歯並びの話題が多かったので、今日は久しぶりに審美歯科の話です。昔、セラミックで治療した前歯の歯ぐきの部分が黒く見え(緑丸)て悩まれている方です。歯と歯ぐきの境目部分がブラックラインになって見え、歯ぐきの部分も暗褐色になっています。

どうしてこうなってしまったのでしょうか。
それはメタルボンドの光の透過性が自然な歯の状態と大きく異なっているためです。メタルボンドは金属のフレームの上に白いセラミックを焼きつけて作成するため、金属の部分が光を遮断して周囲が陰になって暗く見えてしまうためです(ちょっとわかりにくいかもしれませんが)。

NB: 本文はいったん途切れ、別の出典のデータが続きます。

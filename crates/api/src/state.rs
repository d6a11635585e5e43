/// Shared application state available to all Axum handlers via `State<AppState>`.
///
/// Cheaply cloneable: the pool is reference-counted internally.
#[derive(Clone)]
pub struct AppState {
    /// Database connection pool, passed explicitly to every repository call.
    pub pool: loanpay_db::DbPool,
}
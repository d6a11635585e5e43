use axum::routing::{get, post};
use axum::Router;
use tower_http::trace::{DefaultMakeSpan, DefaultOnResponse, TraceLayer};
use tracing::Level;

use crate::state::DashboardState;
use crate::views::{customers, history, overview, payment};

/// Build the dashboard router.
///
/// ```text
/// GET  /                  overview (aggregates + recent transactions)
/// GET  /customers         customer directory
/// POST /customers/seed    seed sample data, redirect back
/// GET  /payments/new      payment form
/// POST /payments/new      record payment
/// GET  /history           history search
/// ```
pub fn build_dashboard_router(state: DashboardState) -> Router {
    Router::new()
        .route("/", get(overview::show))
        .route("/customers", get(customers::show))
        .route("/customers/seed", post(customers::seed))
        .route("/payments/new", get(payment::show).post(payment::submit))
        .route("/history", get(history::show))
        .layer(
            TraceLayer::new_for_http()
                .make_span_with(DefaultMakeSpan::new().level(Level::INFO))
                .on_response(DefaultOnResponse::new().level(Level::INFO)),
        )
        .with_state(state)
}
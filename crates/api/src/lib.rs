//! LoanPay API server library.
//!
//! Exposes the building blocks (config, state, error handling, routes) so
//! integration tests and the binary entrypoint can both access them.

pub mod config;
pub mod error;
pub mod handlers;
pub mod router;
pub mod routes;
pub mod state;
use std::net::SocketAddr;

use anyhow::Context;
use tracing_subscriber::{layer::SubscriberExt, util::SubscriberInitExt};

use loanpay_dashboard::config::DashboardConfig;
use loanpay_dashboard::router::build_dashboard_router;
use loanpay_dashboard::shutdown::shutdown_signal;
use loanpay_dashboard::state::DashboardState;

#[tokio::main]
async fn main() -> anyhow::Result<()> {
    dotenvy::dotenv().ok();

    tracing_subscriber::registry()
        .with(
            tracing_subscriber::EnvFilter::try_from_default_env()
                .unwrap_or_else(|_| "loanpay_dashboard=debug,tower_http=info".into()),
        )
        .with(tracing_subscriber::fmt::layer())
        .init();

    let config = DashboardConfig::from_env()?;
    tracing::info!(
        host = %config.host,
        port = %config.port,
        database_url = %config.database_url,
        "Loaded dashboard configuration",
    );

    let pool = loanpay_db::create_pool(&config.database_url)
        .await
        .with_context(|| format!("failed to open {}", config.database_url))?;
    loanpay_db::init_schema(&pool)
        .await
        .context("failed to create database schema")?;
    tracing::info!("Database schema ready");

    let app = build_dashboard_router(DashboardState { pool: pool.clone() });

    let addr = SocketAddr::new(
        config.host.parse().context("invalid DASHBOARD_HOST")?,
        config.port,
    );
    tracing::info!(%addr, "Starting dashboard");

    let listener = tokio::net::TcpListener::bind(addr)
        .await
        .with_context(|| format!("failed to bind {addr}"))?;
    axum::serve(listener, app)
        .with_graceful_shutdown(shutdown_signal())
        .await?;

    pool.close().await;
    tracing::info!("Graceful shutdown complete");
    Ok(())
}
//! Handlers for payment submission and payment history.

use axum::extract::{Path, State};
use axum::response::IntoResponse;
use axum::Json;
use loanpay_core::error::CoreError;
use loanpay_db::models::payment::CreatePayment;
use loanpay_db::repositories::{CustomerRepo, PaymentRepo};

use crate::error::AppResult;
use crate::state::AppState;

/// POST /payments
///
/// Record a payment against the customer with the given account number.
/// Unknown accounts yield 404 and nothing is written.
pub async fn create_payment(
    State(state): State<AppState>,
    Json(input): Json<CreatePayment>,
) -> AppResult<impl IntoResponse> {
    let customer = CustomerRepo::find_by_account_number(&state.pool, &input.account_number)
        .await?
        .ok_or_else(|| CoreError::customer_not_found(&input.account_number))?;

    let payment = PaymentRepo::create(&state.pool, customer.id, input.amount).await?;

    tracing::info!(
        payment_id = payment.id,
        account_number = %input.account_number,
        amount = payment.amount,
        "Payment recorded",
    );

    Ok(Json(payment))
}

/// GET /payments/{account_number}
///
/// All payments for the account, oldest first.
pub async fn list_payment_history(
    State(state): State<AppState>,
    Path(account_number): Path<String>,
) -> AppResult<impl IntoResponse> {
    let customer = CustomerRepo::find_by_account_number(&state.pool, &account_number)
        .await?
        .ok_or_else(|| CoreError::customer_not_found(&account_number))?;

    let payments = PaymentRepo::list_by_customer(&state.pool, customer.id).await?;

    Ok(Json(payments))
}
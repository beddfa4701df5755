//! Run fingerprints.
//!
//! Decision and protection outputs are hashed record by record so two runs
//! over the same inputs can be compared with a single value.

use xxhash_rust::xxh3::{xxh3_64, Xxh3};

const FIELD_SEPARATOR: u8 = 0x1f;
const RECORD_SEPARATOR: u8 = 0x1e;

pub fn hash_text(text: &str) -> u64 {
    xxh3_64(text.as_bytes())
}

/// Streaming hash over delimited records.
pub struct Fingerprinter {
    hasher: Xxh3,
}

impl Default for Fingerprinter {
    fn default() -> Self {
        Self::new()
    }
}

impl Fingerprinter {
    pub fn new() -> Self {
        Self {
            hasher: Xxh3::new(),
        }
    }

    pub fn field(&mut self, value: &str) -> &mut Self {
        self.hasher.update(value.as_bytes());
        self.hasher.update(&[FIELD_SEPARATOR]);
        self
    }

    pub fn end_record(&mut self) -> &mut Self {
        self.hasher.update(&[RECORD_SEPARATOR]);
        self
    }

    pub fn finish(&self) -> u64 {
        self.hasher.digest()
    }
}

pub fn format_fingerprint(value: u64) -> String {
    format!("{value:016x}")
}

#[cfg(test)]
mod tests {
    use super::*;

    #[test]
    fn field_boundaries_change_the_hash() {
        let mut a = Fingerprinter::new();
        a.field("ab").field("c").end_record();
        let mut b = Fingerprinter::new();
        b.field("a").field("bc").end_record();
        assert_ne!(a.finish(), b.finish());
    }

    #[test]
    fn same_records_same_hash() {
        let mut a = Fingerprinter::new();
        let mut b = Fingerprinter::new();
        for f in [&mut a, &mut b] {
            f.field("Sales").field("Amount").end_record();
        }
        assert_eq!(a.finish(), b.finish());
        assert_eq!(format_fingerprint(0xab).len(), 16);
        assert_eq!(hash_text("x"), hash_text("x"));
    }
}
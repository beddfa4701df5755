use crate::output::{json, text};
use crate::{InputArgs, OutputFormat};
use anyhow::{Context, Result};
use model_prune::{apply_cleanup, plan_cleanup, planned_report, write_disposition, CleanupMode};
use std::io::{self, BufRead, Write};
use std::path::Path;
use std::process::ExitCode;

pub fn run(
    inputs: &InputArgs,
    tables_dir: &Path,
    mode: Option<CleanupMode>,
    yes: bool,
    dry_run: bool,
    format: OutputFormat,
    quiet: bool,
) -> Result<ExitCode> {
    let config = super::load_config(inputs, mode)?;
    let mut analysis = super::run_analysis(inputs, &config)?;
    let snapshot = super::scan_model(tables_dir, &config)?;

    let plan = plan_cleanup(&analysis.decisions, &snapshot, &config)
        .with_context(|| format!("Cannot plan cleanup of {}", tables_dir.display()))?;
    super::protect_model_dependencies(&mut analysis, &snapshot, &config)?;
    super::write_outputs(inputs, &analysis)?;

    let stdout = io::stdout();
    {
        let mut handle = stdout.lock();
        match format {
            OutputFormat::Text => text::write_plan(&mut handle, &plan, quiet)?,
            OutputFormat::Json => json::write_plan(&mut handle, &plan)?,
        }
    }

    if dry_run {
        eprintln!("Dry run: no files were changed.");
        return Ok(ExitCode::SUCCESS);
    }

    let report = if plan.candidates.is_empty() {
        eprintln!("Nothing to remove.");
        planned_report(&plan, &snapshot)
    } else {
        if !yes && !confirm(plan.candidates.len(), tables_dir)? {
            eprintln!("Aborted: no files were changed.");
            return Ok(ExitCode::SUCCESS);
        }
        apply_cleanup(&plan, &snapshot, &config)
    };

    write_disposition(&inputs.out, &report)
        .with_context(|| format!("Failed to write cleanup report to {}", inputs.out.display()))?;

    let mut handle = stdout.lock();
    match format {
        OutputFormat::Text => text::write_disposition_summary(&mut handle, &report, quiet)?,
        OutputFormat::Json => json::write_disposition(&mut handle, &report)?,
    }

    if report.has_failures() {
        Ok(ExitCode::from(1))
    } else {
        Ok(ExitCode::SUCCESS)
    }
}

fn confirm(count: usize, tables_dir: &Path) -> Result<bool> {
    eprint!(
        "Delete {} item(s) from {}? Backups are written next to each edited file. [y/N] ",
        count,
        tables_dir.display()
    );
    io::stderr().flush()?;
    let mut answer = String::new();
    io::stdin().lock().read_line(&mut answer)?;
    Ok(matches!(answer.trim().to_ascii_lowercase().as_str(), "y" | "yes"))
}
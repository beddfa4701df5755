//! Writers for analysis and cleanup artifacts.

pub mod csv_files;
pub mod json;
#[cfg(feature = "xlsx-report")]
pub mod xlsx;

use std::path::{Path, PathBuf};

use thiserror::Error;

use crate::analysis::Analysis;
use crate::error_codes;
use crate::report::DispositionReport;
use crate::sql::render_script;

pub const COLUMN_DECISIONS_FILE: &str = "column_decisions.csv";
pub const TABLE_DECISIONS_FILE: &str = "table_decisions.csv";
pub const UNMATCHED_USAGE_FILE: &str = "unmatched_usage_keys.csv";
pub const UNMATCHED_ENDPOINTS_FILE: &str = "unmatched_relationship_endpoints.csv";
pub const DROP_TABLES_SQL_FILE: &str = "DROP_TABLES.sql";
pub const DROP_COLUMNS_SQL_FILE: &str = "DROP_COLUMNS.sql";
pub const DROP_TABLES_FILE: &str = "drop_tables.csv";
pub const DROP_COLUMNS_FILE: &str = "drop_columns.csv";
pub const MODEL_CLEANUP_FILE: &str = "model_cleanup.csv";
pub const REPORT_JSON_FILE: &str = "cleanup_report.json";
pub const REPORT_XLSX_FILE: &str = "cleanup_report.xlsx";

#[derive(Debug, Error)]
#[non_exhaustive]
pub enum ReportError {
    #[error("[PRUNE_OUTPUT_001] cannot write {path}: {reason}. Suggestion: check that the output directory is writable.")]
    Io { path: PathBuf, reason: String },
    #[error("[PRUNE_OUTPUT_002] failed to write CSV {path}: {reason}")]
    Csv { path: PathBuf, reason: String },
    #[error("[PRUNE_OUTPUT_003] failed to serialize {path}: {reason}")]
    Json { path: PathBuf, reason: String },
    #[error("[PRUNE_OUTPUT_004] failed to write workbook {path}: {reason}")]
    Xlsx { path: PathBuf, reason: String },
}

impl ReportError {
    pub fn code(&self) -> &'static str {
        match self {
            ReportError::Io { .. } => error_codes::OUTPUT_IO,
            ReportError::Csv { .. } => error_codes::OUTPUT_CSV,
            ReportError::Json { .. } => error_codes::OUTPUT_JSON,
            ReportError::Xlsx { .. } => error_codes::OUTPUT_XLSX,
        }
    }

    pub(crate) fn io(path: &Path, err: impl std::fmt::Display) -> Self {
        ReportError::Io {
            path: path.to_path_buf(),
            reason: err.to_string(),
        }
    }
}

fn ensure_dir(dir: &Path) -> Result<(), ReportError> {
    std::fs::create_dir_all(dir).map_err(|e| ReportError::io(dir, e))
}

fn write_text(path: PathBuf, text: &str) -> Result<PathBuf, ReportError> {
    std::fs::write(&path, text).map_err(|e| ReportError::io(&path, e))?;
    Ok(path)
}

/// Writes every decision, audit and SQL artifact into `dir`, returning the
/// paths written.
pub fn write_analysis(dir: &Path, analysis: &Analysis) -> Result<Vec<PathBuf>, ReportError> {
    ensure_dir(dir)?;
    let mut written = vec![
        csv_files::write_column_decisions(&dir.join(COLUMN_DECISIONS_FILE), &analysis.decisions)?,
        csv_files::write_table_decisions(&dir.join(TABLE_DECISIONS_FILE), &analysis.tables)?,
        csv_files::write_unmatched_usage(&dir.join(UNMATCHED_USAGE_FILE), &analysis.unmatched_usage)?,
        csv_files::write_unmatched_endpoints(&dir.join(UNMATCHED_ENDPOINTS_FILE), &analysis.unmatched_endpoints)?,
        csv_files::write_drop_tables(&dir.join(DROP_TABLES_FILE), &analysis.drop_tables)?,
        csv_files::write_drop_columns(&dir.join(DROP_COLUMNS_FILE), &analysis.drop_columns)?,
        csv_files::write_model_cleanup(&dir.join(MODEL_CLEANUP_FILE), &analysis.model_cleanup)?,
    ];
    written.push(write_text(
        dir.join(DROP_TABLES_SQL_FILE),
        &render_script(analysis.drop_tables.iter().map(|s| s.sql.as_str())),
    )?);
    written.push(write_text(
        dir.join(DROP_COLUMNS_SQL_FILE),
        &render_script(analysis.drop_columns.iter().map(|s| s.sql.as_str())),
    )?);
    log::info!("wrote {} analysis file(s) to {}", written.len(), dir.display());
    Ok(written)
}

/// Writes the disposition report as JSON and, when enabled, as a workbook.
pub fn write_disposition(dir: &Path, report: &DispositionReport) -> Result<Vec<PathBuf>, ReportError> {
    ensure_dir(dir)?;
    let mut written = vec![json::write_disposition_json(&dir.join(REPORT_JSON_FILE), report)?];
    #[cfg(feature = "xlsx-report")]
    written.push(xlsx::write_disposition_xlsx(&dir.join(REPORT_XLSX_FILE), report)?);
    log::info!("wrote cleanup report to {}", dir.display());
    Ok(written)
}
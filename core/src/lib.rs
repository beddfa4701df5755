//! Model Prune: usage-driven cleanup of Power BI tabular models.
//!
//! This crate provides functionality for:
//! - Aggregating report usage and relationship membership into per-column
//!   removal decisions, rolled up to whole tables
//! - Generating `DROP TABLE` / `ALTER TABLE ... DROP COLUMN` scripts
//! - Protecting items that surviving hierarchies, variations, semantic links
//!   or formulas still depend on
//! - Deleting the remaining items from TMDL table files with backups and
//!   hierarchy/variation cascades
//!
//! # Quick Start
//!
//! ```ignore
//! use model_prune::{analyze, apply_cleanup, load_tables_dir, plan_cleanup, structural_protection};
//! use model_prune::{AnalysisInput, ModelScanConfig, PruneConfig, ProtectionSources};
//!
//! let config = PruneConfig::default();
//! let input = AnalysisInput::load("usage.csv".as_ref(), "catalog".as_ref(), &ProtectionSources::default())?;
//! let mut analysis = analyze(&input, &config)?;
//!
//! let snapshot = load_tables_dir("model/definition/tables".as_ref(), &ModelScanConfig::from(&config))?;
//! let plan = plan_cleanup(&analysis.decisions, &snapshot, &config)?;
//! let kept = structural_protection(&analysis.decisions, &snapshot, &config)?;
//! analysis.apply_structural_protection(&kept, &config);
//! let report = apply_cleanup(&plan, &snapshot, &config);
//! println!("{}", report.summary());
//! ```

mod analysis;
mod catalog;
mod cleanup;
mod config;
mod decision;
pub mod error_codes;
pub(crate) mod hashing;
mod inputs;
mod key;
mod liveness;
mod output;
mod protect;
mod relationships;
mod report;
mod sql;
pub mod tmdl;
mod usage;

pub use analysis::{analyze, Analysis, AnalysisInput, AnalysisSummary};
pub use catalog::{ColumnRecord, ColumnRow, ColumnUniverse, ResolutionError, StorageSource, TableRow, UnresolvedId};
pub use cleanup::{apply_cleanup, backup_path, planned_report};
pub use config::{CleanupMode, ConfigError, PruneConfig, PruneConfigBuilder};
pub use decision::{
    decide_columns, kept_tables, rollup_tables, ColumnDecision, ProtectionReason, ProtectionSets, TableVerdict,
};
pub use hashing::{format_fingerprint, hash_text};
pub use inputs::{
    load_catalog_dir, load_protections, read_access_control_tables, read_columns, read_protected_columns,
    read_protected_tables, read_relations, read_tables, read_usage, read_usage_file, CatalogInput, InputError,
    ProtectionSources,
};
pub use key::{clean_text, compose_key, normalize_key, split_key, QualifiedName, KEY_SEPARATOR};
pub use liveness::{
    audit_relationship_endpoints, audit_usage_keys, compute_liveness, flag_relationship_usage, flag_report_usage,
    LivenessFlags, UnmatchedKind, UnmatchedUsageKey,
};
pub use output::csv_files::{write_records, COLUMN_DECISION_HEADERS};
pub use output::json::{serialize_cleanup_plan, serialize_disposition_report, write_disposition_json};
#[cfg(feature = "xlsx-report")]
pub use output::xlsx::{build_disposition_workbook, write_disposition_xlsx};
pub use output::{
    write_analysis, write_disposition, ReportError, COLUMN_DECISIONS_FILE, DROP_COLUMNS_FILE, DROP_COLUMNS_SQL_FILE,
    DROP_TABLES_FILE, DROP_TABLES_SQL_FILE, MODEL_CLEANUP_FILE, REPORT_JSON_FILE, REPORT_XLSX_FILE,
    TABLE_DECISIONS_FILE, UNMATCHED_ENDPOINTS_FILE, UNMATCHED_USAGE_FILE,
};
pub use protect::{
    build_dependency_graph, plan_cleanup, select_candidates, structural_protection, Candidate, CleanupPlan, DependencyGraph,
    ProtectedCandidate, ProtectionKind,
};
pub use relationships::{resolve_relationships, CrossFilter, RelationRow, RelationshipEdge};
pub use report::{
    DispositionReport, DispositionSummary, FileFailure, ItemKind, Note, NoteKind, RemovedItem, SkipReason,
    SkippedItem,
};
pub use sql::{
    drop_column_statements, drop_table_statements, model_cleanup_rows, quote_ident, render_script,
    DropColumnStatement, DropTableStatement, ModelCleanupRow, ModelItemKind,
};
pub use tmdl::{load_tables_dir, ModelScanConfig, ModelScanError, ModelSnapshot};
pub use usage::{aggregate_usage, observations, UsageKinds, UsageObservation, UsageRecord, UsageRow};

また、エナメル質や象牙質の透明感がなく、白さもまったりとした色合いになってしまうため、隣りに並ぶ天然歯と比べ、色合いが微妙に違って見えてしまうのです。艶と光沢は問題はありません。一方、オールセラミッククラウンは本来の歯と同じ強度や透明感があるので、影を作ることはありません。
治療前の状態です。歯ぐきの黒ずみ以外にも、歯の大きさや長さ、中心線のふぞろいなど様々な問題がありました。緑丸のメタルボンドをすべてオールセラミックに作り直しました。歯の大きさや長さ・形、上下の中心線も極力そろえました。

メタルボンドとオールセラミックの歯の違いです。

断面で見るとこのような構造をしています。
光が歯を透過していく様子を絵でしめすと、こんな感じです。
つまり、鉄板の向こうは何も見えないけれど、曇りガラスならなんとなく向こうの気配を感じられるということで、実際の天然な歯も向こうが透けて明るい構造になっているのです。
昔は、強度のある金属のフレームが多用されていましたが、現在ではジルコニアの登場やセラミックそのものの強度が高まり、CAD・CAMの技術(3Dプリンターの応用)の向上もあって、ほぼ理想的な治療法となってきました。